Uh, no. And it wound up costing them a fair chunk of money in the end.
You guys have writing goals? [incredulous look] Like, you can -plan- when and how much to write? And maybe even follow an outline?
Wow. That’s amazing. ~:D
I can plan to sit down and write. I can say I am not going to stop until I get X words, minimum. Outlines? Those are things you do to track what you’ve already done.
Sometimes I can when I am trolling.
But so far I’ve yet to break Art and Analysis to the yoke.
I can follow outlines.
Which outline, on which day, is less predictable.
Never mind all that — WHERE CAN I GET THAT RUG? 😀
*Looks around office, looks at stuff on top of bookcases in office* Um, yeah, about that . . .
2020 has been a banner year for ” . . . unless Life happens” or “Ooh, dude, bad life roll there.” The more I look at what Day Job is going to entail, the faster I see my writing time vanishing into a fond memory. Ah well. Semper Gumbi [always flexible]. One bite at a time, as they say about eating an elephant.
> outsource blurb writing to a professional
It strikes me you might need *two* blurbs; one for your fans, who just need to know what’s new and different, and one for random browsers who have never read any of your stuff before. The “fan” subset doesn’t necessarily overlap “proofreader”; they’ll be looking for much different things.
I might need that run IRL.
Concerning word-count goals: They can be spurs to productivity, but sometimes it proves to be productivity of the wrong kind. When I last tried to march to that beat, it made me do things I cringe to recall. I would replace short, elegant phrases with longer ones that lacked rhythm. I’d add modifiers, absolutes, and sometimes subordinate clauses whose function in the sentence was dubious. I’d even add “he said” and “she said” where I’d structured the dialogue to make them unnecessary. Beware!
These days, my productivity spur is the scene. If I can produce one coherent scene per day, I’ll be satisfied.

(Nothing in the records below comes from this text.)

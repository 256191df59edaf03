//! Advisory Engine
//!
//! Deterministic agricultural advice from fixed tables. Every operation is
//! total: for any input it returns a fully populated value and never fails.
//! It backs the AI path whenever the completion service is disabled, slow or
//! produces something that does not satisfy its contract, so it aims for
//! availability rather than accuracy.

use lazy_static::lazy_static;
use regex::Regex;

use crate::classifier::{classify, ProblemCategory};
use crate::types::{
    CropCandidate, Difficulty, FertilityLevel, GrowthInsight, LandAnalysisResult, MoistureLevel,
    OrganicRemedy, Season, SoilProfile, WaterNeeds,
};

/// Baseline soil texture
pub const BASELINE_SOIL_TYPE: &str = "Loamy Clay";
/// Baseline pH when the description gives no reading
pub const BASELINE_PH: f64 = 6.8;
/// Confidence reported for every baseline analysis
pub const BASELINE_CONFIDENCE: u8 = 85;
/// Crop cycle length the harvest estimate counts down from
pub const BASELINE_CYCLE_DAYS: i64 = 90;

const LAND_RECOMMENDATIONS: &[&str] = &[
    "Add organic compost to improve nitrogen content",
    "Consider drip irrigation for water efficiency",
    "Plant nitrogen-fixing crops like legumes",
    "Test soil pH regularly and adjust as needed",
];

const SUGGESTED_CROPS: &[&str] = &["Tomatoes", "Wheat", "Onions", "Spinach", "Okra", "Eggplant"];

struct CropRow {
    name: &'static str,
    variety: &'static str,
    days: u32,
    water: WaterNeeds,
    yield_estimate: &'static str,
    profit: f64,
    difficulty: Difficulty,
    demand: f64,
    season: Season,
}

const SUMMER_CROPS: &[CropRow] = &[
    CropRow {
        name: "Tomatoes",
        variety: "Hybrid Variety",
        days: 60,
        water: WaterNeeds::Medium,
        yield_estimate: "25 kg per plant",
        profit: 45000.0,
        difficulty: Difficulty::Medium,
        demand: 4.5,
        season: Season::Summer,
    },
    CropRow {
        name: "Okra",
        variety: "Lady Finger",
        days: 55,
        water: WaterNeeds::MediumLow,
        yield_estimate: "15 kg per plant",
        profit: 18000.0,
        difficulty: Difficulty::Easy,
        demand: 4.2,
        season: Season::Summer,
    },
    CropRow {
        name: "Eggplant",
        variety: "Brinjal",
        days: 70,
        water: WaterNeeds::Medium,
        yield_estimate: "20 kg per plant",
        profit: 22000.0,
        difficulty: Difficulty::Medium,
        demand: 4.0,
        season: Season::Summer,
    },
    CropRow {
        name: "Watermelon",
        variety: "Sugar Baby",
        days: 85,
        water: WaterNeeds::MediumHigh,
        yield_estimate: "30 tons per acre",
        profit: 35000.0,
        difficulty: Difficulty::Medium,
        demand: 4.8,
        season: Season::Summer,
    },
    CropRow {
        name: "Pearl Millet",
        variety: "Bajra",
        days: 80,
        water: WaterNeeds::Low,
        yield_estimate: "2 tons per acre",
        profit: 15000.0,
        difficulty: Difficulty::Easy,
        demand: 3.8,
        season: Season::Summer,
    },
    CropRow {
        name: "Cucumber",
        variety: "Hybrid",
        days: 50,
        water: WaterNeeds::Medium,
        yield_estimate: "12 tons per acre",
        profit: 28000.0,
        difficulty: Difficulty::Easy,
        demand: 4.3,
        season: Season::Summer,
    },
];

const WINTER_CROPS: &[CropRow] = &[
    CropRow {
        name: "Wheat",
        variety: "PBW 343",
        days: 120,
        water: WaterNeeds::Medium,
        yield_estimate: "4 tons per acre",
        profit: 35000.0,
        difficulty: Difficulty::Easy,
        demand: 4.8,
        season: Season::Winter,
    },
    CropRow {
        name: "Mustard",
        variety: "Pusa Bold",
        days: 90,
        water: WaterNeeds::Low,
        yield_estimate: "1.5 tons per acre",
        profit: 25000.0,
        difficulty: Difficulty::Easy,
        demand: 4.2,
        season: Season::Winter,
    },
    CropRow {
        name: "Peas",
        variety: "Garden Peas",
        days: 65,
        water: WaterNeeds::Medium,
        yield_estimate: "8 tons per acre",
        profit: 30000.0,
        difficulty: Difficulty::Medium,
        demand: 4.5,
        season: Season::Winter,
    },
];

struct RemedyRow {
    name: &'static str,
    ingredients: &'static [&'static str],
    instructions: &'static str,
    effectiveness: f64,
    method: &'static str,
}

const PEST_REMEDY: RemedyRow = RemedyRow {
    name: "Neem Oil Spray",
    ingredients: &["2 tbsp neem oil", "1 tsp liquid soap", "1 liter water"],
    instructions: "Mix all ingredients in spray bottle. Apply early morning or evening on affected areas.",
    effectiveness: 4.5,
    method: "Foliar spray on affected areas",
};

const DISEASE_REMEDY: RemedyRow = RemedyRow {
    name: "Baking Soda Fungicide",
    ingredients: &["1 tbsp baking soda", "1/2 tsp liquid soap", "1 liter water"],
    instructions: "Dissolve baking soda in water, add soap. Spray on affected plants weekly.",
    effectiveness: 4.0,
    method: "Weekly foliar application",
};

const NUTRIENT_REMEDY: RemedyRow = RemedyRow {
    name: "Compost Tea",
    ingredients: &["2 cups compost", "1 bucket water", "1 tbsp molasses"],
    instructions: "Steep compost in water for 24-48 hours. Strain and dilute 1:10 before use.",
    effectiveness: 4.8,
    method: "Soil drench around root zone",
};

lazy_static! {
    static ref PH_READING: Regex =
        Regex::new(r"(?i)\bph(?:\s+(?:level|value|of))?\s*(?:is|[:=~])?\s*(-?\d+(?:\.\d+)?)")
            .expect("pH pattern is valid");
}

/// Explicit pH reading in a land description, e.g. "pH 5.2" or "ph: 9.8".
pub fn ph_reading(description: &str) -> Option<f64> {
    PH_READING
        .captures(description)
        .and_then(|caps| caps.get(1))
        .and_then(|m| m.as_str().parse().ok())
}

/// Days left until harvest on the baseline cycle, never below one.
pub fn harvest_days_remaining(days_since_planting: i64) -> u32 {
    (BASELINE_CYCLE_DAYS - days_since_planting.max(0)).max(1) as u32
}

fn strings(items: &[&str]) -> Vec<String> {
    items.iter().map(|s| s.to_string()).collect()
}

fn crop_table(season: &str) -> &'static [CropRow] {
    match Season::parse_lenient(season) {
        Some(Season::Winter) => WINTER_CROPS,
        _ => SUMMER_CROPS,
    }
}

impl RemedyRow {
    fn to_remedy(&self) -> OrganicRemedy {
        OrganicRemedy::new(
            self.name,
            strings(self.ingredients),
            self.instructions,
            self.effectiveness,
            self.method,
        )
    }
}

const REMEDY_CATALOG: [&RemedyRow; 3] = [&PEST_REMEDY, &DISEASE_REMEDY, &NUTRIENT_REMEDY];

fn remedy_row(category: ProblemCategory) -> &'static RemedyRow {
    match category {
        ProblemCategory::Pest => &PEST_REMEDY,
        ProblemCategory::Disease => &DISEASE_REMEDY,
        ProblemCategory::Nutrient => &NUTRIENT_REMEDY,
    }
}

/// Rule-based advisor with no external dependencies
#[derive(Debug, Clone, Copy, Default)]
pub struct AdvisoryEngine;

impl AdvisoryEngine {
    /// Create the engine
    pub fn new() -> Self {
        Self
    }

    /// Baseline land analysis. An explicit pH reading in the description
    /// replaces the baseline pH and is clamped into the soil pH domain.
    pub fn analyze_land(&self, description: &str, _location: &str) -> LandAnalysisResult {
        let ph = match ph_reading(description) {
            Some(reading) => {
                tracing::debug!(reading, "using pH reading from land description");
                reading
            }
            None => BASELINE_PH,
        };

        LandAnalysisResult {
            soil: SoilProfile::new(
                BASELINE_SOIL_TYPE,
                ph,
                MoistureLevel::Medium,
                FertilityLevel::Good,
            ),
            recommendations: strings(LAND_RECOMMENDATIONS),
            suggested_crops: strings(SUGGESTED_CROPS),
            confidence: BASELINE_CONFIDENCE,
        }
    }

    /// Season table in declaration order. Winter (case-insensitive, "Rabi"
    /// included) selects the winter table; every other season, known or not,
    /// selects the summer table. Soil type, location and land size do not
    /// influence the result.
    pub fn recommend_crops(
        &self,
        _soil_type: &str,
        _location: &str,
        season: &str,
        _land_size_acres: f64,
    ) -> Vec<CropCandidate> {
        crop_table(season)
            .iter()
            .map(|row| {
                CropCandidate::new(
                    row.name,
                    row.variety,
                    row.days,
                    row.water,
                    row.yield_estimate,
                    row.profit,
                    row.difficulty,
                    row.demand,
                    row.season,
                )
            })
            .collect()
    }

    /// Growth insights for a crop on a given day. Only a "Seedling" stage
    /// gets a distinct milestone; every other stage is heading for flowering.
    pub fn growth_insights(
        &self,
        crop_name: &str,
        current_stage: &str,
        days_since_planting: i64,
        _health_status: &str,
        _weather_conditions: &str,
    ) -> GrowthInsight {
        let day = days_since_planting.max(0);

        let next_milestone = if current_stage.trim().eq_ignore_ascii_case("seedling") {
            "Vegetative growth in 10-15 days"
        } else {
            "Flowering stage in 10-15 days"
        };

        GrowthInsight {
            insights: vec![
                format!("{} is progressing well for day {}", crop_name, day),
                "Growth rate is within normal parameters for this stage".to_string(),
                "Health indicators are positive based on current conditions".to_string(),
                "Weather conditions are favorable for continued growth".to_string(),
            ],
            recommendations: strings(&[
                "Continue current watering schedule",
                "Monitor for pest activity during this growth phase",
                "Apply organic fertilizer if leaf color appears pale",
                "Ensure adequate sunlight exposure",
            ]),
            next_milestone: next_milestone.to_string(),
            estimated_harvest_date: format!(
                "In {} days",
                harvest_days_remaining(days_since_planting)
            ),
        }
    }

    /// Fixed remedy for the problem's category.
    pub fn organic_solution(&self, problem: &str, _crop_type: &str, _severity: &str) -> OrganicRemedy {
        remedy_row(classify(problem)).to_remedy()
    }

    /// Every fixed remedy, one per problem category, in pest, disease,
    /// nutrient order.
    pub fn remedy_catalog(&self) -> Vec<OrganicRemedy> {
        REMEDY_CATALOG.iter().map(|row| row.to_remedy()).collect()
    }
}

It seems less vulnerable to corruption of the sort that can afflict a word-count quota. At any rate, so far, so good.
In mercy to those of you still think it gets easier after they’re 18, I shall refrain from detailing the ways in which grown kids can generate even more challenging manifestations of Real Life.

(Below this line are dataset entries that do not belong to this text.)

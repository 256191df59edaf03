//! Main Gateway implementation
//!
//! JSON-over-HTTP front for the advisory service.

use agrisense_advisor::service::{
    CropPlanRequest, CropRecommendationRequest, GrowthInsightRequest, LandAnalysisRequest,
    OrganicSolutionRequest,
};
use agrisense_advisor::{Advice, AdvisoryService, AiGateway, Dashboard, MemoryStore};
use agrisense_core::OrganicRemedy;
use axum::{
    extract::{DefaultBodyLimit, State},
    http::StatusCode,
    response::{IntoResponse, Response},
    routing::{get, post},
    Json, Router,
};
use serde::Serialize;
use std::sync::Arc;
use tower_http::cors::CorsLayer;
use tower_http::trace::TraceLayer;

use crate::config::GatewayConfig;
use crate::identity::{MaybeUser, RequireUser};
use crate::{GatewayError, Result};

/// Response header carrying `ai` or `fallback`
pub const ADVICE_SOURCE_HEADER: &str = "x-advice-source";

/// Soil photos arrive base64 encoded inside JSON bodies.
const MAX_BODY_BYTES: usize = 16 * 1024 * 1024;

/// Gateway state shared across handlers
#[derive(Debug, Clone)]
pub struct GatewayState {
    pub config: GatewayConfig,
    pub service: Arc<AdvisoryService>,
}

/// Main Gateway
#[derive(Debug, Clone)]
pub struct Gateway {
    state: Arc<GatewayState>,
}

impl Gateway {
    /// Wire a gateway around an already-built service
    pub fn new(config: GatewayConfig, service: AdvisoryService) -> Self {
        Self {
            state: Arc::new(GatewayState {
                config,
                service: Arc::new(service),
            }),
        }
    }

    /// Build the completion client and store described by `config`
    pub fn from_config(config: GatewayConfig) -> Result<Self> {
        let ai = AiGateway::from_config(&config.advisor)
            .map_err(|e| GatewayError::InvalidConfig(format!("{:#}", e)))?;

        let mut service = AdvisoryService::new(ai);
        if config.persistence {
            service = service.with_store(Arc::new(MemoryStore::new()));
        }

        Ok(Self::new(config, service))
    }

    /// Get gateway state
    pub fn state(&self) -> Arc<GatewayState> {
        self.state.clone()
    }

    /// Build the Axum router
    pub fn build_router(&self) -> Router {
        Router::new()
            .route("/health", get(Self::handle_health))
            .route("/api/land/analyze", post(Self::handle_land_analysis))
            .route("/api/crops/recommend", post(Self::handle_crop_recommendations))
            .route("/api/crops/plan", post(Self::handle_crop_plan))
            .route("/api/growth/insights", post(Self::handle_growth_insights))
            .route("/api/organic/solution", post(Self::handle_organic_solution))
            .route("/api/organic/solutions", get(Self::handle_remedy_catalog))
            .route("/api/dashboard", get(Self::handle_dashboard))
            .layer(DefaultBodyLimit::max(MAX_BODY_BYTES))
            .layer(CorsLayer::permissive())
            .layer(TraceLayer::new_for_http())
            .with_state(self.state.clone())
    }

    /// Start the gateway server and run until Ctrl+C
    pub async fn start(&self) -> Result<()> {
        let addr = self.state.config.socket_addr()?;
        let router = self.build_router();

        tracing::info!(
            ai_enabled = self.state.service.gateway().is_ai_enabled(),
            persistence = self.state.service.has_store(),
            "AgriSense gateway starting on {}",
            addr
        );

        let listener = tokio::net::TcpListener::bind(addr).await?;

        axum::serve(listener, router)
            .with_graceful_shutdown(shutdown_signal())
            .await
            .map_err(|e| GatewayError::Internal(e.to_string()))?;

        tracing::info!("Gateway stopped");
        Ok(())
    }

    // HTTP handlers

    async fn handle_health(State(state): State<Arc<GatewayState>>) -> impl IntoResponse {
        Json(serde_json::json!({
            "status": "healthy",
            "version": crate::VERSION,
            "aiEnabled": state.service.gateway().is_ai_enabled(),
        }))
    }

    async fn handle_land_analysis(
        State(state): State<Arc<GatewayState>>,
        MaybeUser(user): MaybeUser,
        Json(request): Json<LandAnalysisRequest>,
    ) -> Response {
        advised(state.service.analyze_land(user, &request).await)
    }

    async fn handle_crop_recommendations(
        State(state): State<Arc<GatewayState>>,
        MaybeUser(user): MaybeUser,
        Json(request): Json<CropRecommendationRequest>,
    ) -> Response {
        advised(state.service.recommend_crops(user, &request).await)
    }

    async fn handle_crop_plan(
        State(state): State<Arc<GatewayState>>,
        RequireUser(user): RequireUser,
        Json(request): Json<CropPlanRequest>,
    ) -> Result<impl IntoResponse> {
        let plan = state.service.create_crop_plan(user, request).await?;
        Ok((StatusCode::CREATED, Json(plan)))
    }

    async fn handle_growth_insights(
        State(state): State<Arc<GatewayState>>,
        MaybeUser(user): MaybeUser,
        Json(request): Json<GrowthInsightRequest>,
    ) -> Response {
        advised(state.service.growth_insights(user, &request).await)
    }

    async fn handle_organic_solution(
        State(state): State<Arc<GatewayState>>,
        MaybeUser(user): MaybeUser,
        Json(request): Json<OrganicSolutionRequest>,
    ) -> Response {
        advised(state.service.organic_solution(user, &request).await)
    }

    async fn handle_remedy_catalog(
        State(state): State<Arc<GatewayState>>,
    ) -> Json<Vec<OrganicRemedy>> {
        Json(state.service.remedy_catalog())
    }

    async fn handle_dashboard(
        State(state): State<Arc<GatewayState>>,
        RequireUser(user): RequireUser,
    ) -> Result<Json<Dashboard>> {
        Ok(Json(state.service.dashboard(user).await?))
    }
}

/// Body is the bare value; provenance travels in a header.
fn advised<T: Serialize>(advice: Advice<T>) -> Response {
    (
        [(ADVICE_SOURCE_HEADER, advice.provenance.label())],
        Json(advice.value),
    )
        .into_response()
}

async fn shutdown_signal() {
    if let Err(error) = tokio::signal::ctrl_c().await {
        tracing::error!("Failed to listen for shutdown signal: {}", error);
        std::future::pending::<()>().await;
    }
    tracing::info!("Gateway shutdown initiated");
}

#[cfg(test)]
mod tests {
    use super::*;

    #[test]
    fn test_gateway_creation() {
        let gateway = Gateway::from_config(GatewayConfig::default()).unwrap();
        let state = gateway.state();
        assert!(!state.service.gateway().is_ai_enabled());
        assert!(state.service.has_store());
    }

    #[test]
    fn test_persistence_can_be_disabled() {
        let gateway = Gateway::from_config(GatewayConfig::new().with_persistence(false)).unwrap();
        assert!(!gateway.state().service.has_store());
    }
}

Per mom, you still have all the same impulses, but none of the authority, and if you’re a GOOD parent you’re trying to not TRY to control the kid!

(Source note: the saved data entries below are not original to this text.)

//! Error types for AgriSense Core
//!
//! The engine itself is total and has no error type. Errors only arise when
//! free text from the completion service is checked against a response
//! contract; the adapter turns every one of them into a fallback.

use thiserror::Error;

use crate::contract::Shape;

/// Result type alias for contract checks
pub type Result<T> = std::result::Result<T, ContractError>;

/// Why a completion could not be turned into a structured result
#[derive(Error, Debug, Clone, PartialEq)]
pub enum ContractError {
    /// No opening delimiter in the text
    #[error("no JSON {0} found in response")]
    MissingSpan(Shape),

    /// The first opening delimiter never closes
    #[error("unbalanced JSON {shape} starting at byte {start}")]
    UnbalancedSpan {
        /// Expected shape
        shape: Shape,
        /// Byte offset of the opening delimiter
        start: usize,
    },

    /// JSON did not deserialize into the expected wire shape
    #[error("response does not match the expected shape: {0}")]
    Schema(String),

    /// Enumerated field holds an unrecognised label
    #[error("unknown {field} label: {value:?}")]
    UnknownLabel {
        /// Wire field name
        field: &'static str,
        /// Offending label
        value: String,
    },

    /// Required string or sequence was empty
    #[error("{field} must not be empty")]
    Empty {
        /// Wire field name
        field: &'static str,
    },

    /// Sequence holds fewer usable entries than the result requires
    #[error("{field} has {len} entries, needs at least {min}")]
    Cardinality {
        /// Wire field name
        field: &'static str,
        /// Non-blank entries found
        len: usize,
        /// Fewest entries accepted
        min: usize,
    },

    /// Numeric field outside the values it can take
    #[error("{field} out of range: {value}")]
    OutOfRange {
        /// Wire field name
        field: &'static str,
        /// Offending value
        value: f64,
    },
}

impl From<serde_json::Error> for ContractError {
    fn from(e: serde_json::Error) -> Self {
        ContractError::Schema(e.to_string())
    }
}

Because it doesn’t work, and that’s mostly a good thing.
Besides, I can worry enough about my husband and my knees to use up most of my worry energy.
I don’t do word count goals, but I do keep track so I can see the progress.
I usually have multiple books in progress at any given time, so days when the words just won’t flow I can research, edit, back-outline and analyze, do covers, think of clever blurbs . . .
But it’s the writing that makes me happy–I think being creative is good for the brain and balances all the brain chemicals toward the happy side–so I try to do some every day.
Same here! This month I’m going to have to bite the bullet and just plot, but after that I hope to get back to a schedule where I write in the mornings and plot/research the next book in the afternoons. I really need that creative candy.
Age has been creeping up on me…every time I look behind me, it’s a little closer. Except that it isn’t even behind me anymore…Naps are obligatory, and daily maintenance chores are more frequent and onerous. So far, attempts at actual fiction writing are only producing snippets that convince me I need to do moar research, which isn’t the goal I had in mind.